• YOUR TASK:
Report only the number of lines below in which the string "InvalidDimensions" appears.

• DATA TO USE:
******************************

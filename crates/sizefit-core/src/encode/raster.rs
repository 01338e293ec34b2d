//! JPEG and PNG encoding of pixel surfaces.
//!
//! Quality follows the browser canvas convention: a number in `[0.0, 1.0]`,
//! where anything outside that range falls back to the default of 0.92.
//! PNG output is lossless and ignores quality.

use image::codecs::jpeg::JpegEncoder;
use image::codecs::png::PngEncoder;
use image::ExtendedColorType;
use image::ImageEncoder;
use std::io::Cursor;
use thiserror::Error;

use crate::format::ImageFormat;
use crate::surface::PixelSurface;

/// Quality used when the requested quality is not a number in `[0.0, 1.0]`.
pub const DEFAULT_QUALITY: f64 = 0.92;

/// Errors that can occur during encoding.
#[derive(Debug, Error)]
pub enum EncodeError {
    /// Width or height is zero
    #[error("Invalid dimensions: width ({width}) and height ({height}) must be non-zero")]
    InvalidDimensions { width: u32, height: u32 },

    /// The underlying encoder failed
    #[error("{format:?} encoding failed: {message}")]
    EncodingFailed { format: ImageFormat, message: String },
}

/// Encode a surface in the given format.
///
/// # Arguments
///
/// * `surface` - Pixels to encode
/// * `format` - Output container format
/// * `quality` - Encoder quality in `[0.0, 1.0]`; only JPEG uses it
///
/// # Returns
///
/// The encoded file bytes.
///
/// # Example
///
/// ```
/// use sizefit_core::encode::encode_surface;
/// use sizefit_core::{ImageFormat, PixelSurface};
///
/// let surface = PixelSurface::filled(16, 16, [128, 128, 128, 255]);
/// let jpeg = encode_surface(&surface, ImageFormat::Jpeg, 0.9).unwrap();
/// assert_eq!(&jpeg[0..2], &[0xFF, 0xD8]);
/// ```
pub fn encode_surface(
    surface: &PixelSurface,
    format: ImageFormat,
    quality: f64,
) -> Result<Vec<u8>, EncodeError> {
    let (width, height) = surface.dimensions();
    if surface.is_empty() {
        return Err(EncodeError::InvalidDimensions { width, height });
    }

    match format {
        ImageFormat::Jpeg => encode_jpeg(surface, quality),
        ImageFormat::Png => encode_png(surface),
    }
}

/// Map a `[0.0, 1.0]` quality to the JPEG encoder's 1-100 scale.
pub fn jpeg_quality(quality: f64) -> u8 {
    let quality = if (0.0..=1.0).contains(&quality) {
        quality
    } else {
        DEFAULT_QUALITY
    };
    (quality * 100.0).round().clamp(1.0, 100.0) as u8
}

fn encode_jpeg(surface: &PixelSurface, quality: f64) -> Result<Vec<u8>, EncodeError> {
    let (width, height) = surface.dimensions();
    let rgb = flatten_onto_black(surface.pixels());

    let mut buffer = Cursor::new(Vec::new());
    JpegEncoder::new_with_quality(&mut buffer, jpeg_quality(quality))
        .write_image(&rgb, width, height, ExtendedColorType::Rgb8)
        .map_err(|e| EncodeError::EncodingFailed {
            format: ImageFormat::Jpeg,
            message: e.to_string(),
        })?;

    Ok(buffer.into_inner())
}

fn encode_png(surface: &PixelSurface) -> Result<Vec<u8>, EncodeError> {
    let (width, height) = surface.dimensions();

    let mut buffer = Cursor::new(Vec::new());
    PngEncoder::new(&mut buffer)
        .write_image(surface.pixels(), width, height, ExtendedColorType::Rgba8)
        .map_err(|e| EncodeError::EncodingFailed {
            format: ImageFormat::Png,
            message: e.to_string(),
        })?;

    Ok(buffer.into_inner())
}

/// JPEG has no alpha; a canvas export composites transparency onto black.
fn flatten_onto_black(rgba: &[u8]) -> Vec<u8> {
    let mut rgb = Vec::with_capacity(rgba.len() / 4 * 3);
    for px in rgba.chunks_exact(4) {
        let a = px[3] as u16;
        for &c in &px[..3] {
            rgb.push(((c as u16 * a + 127) / 255) as u8);
        }
    }
    rgb
}


// ============================================================================
// Property-Based Tests
// ============================================================================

******************************

• EXERCISE ANSWER:
2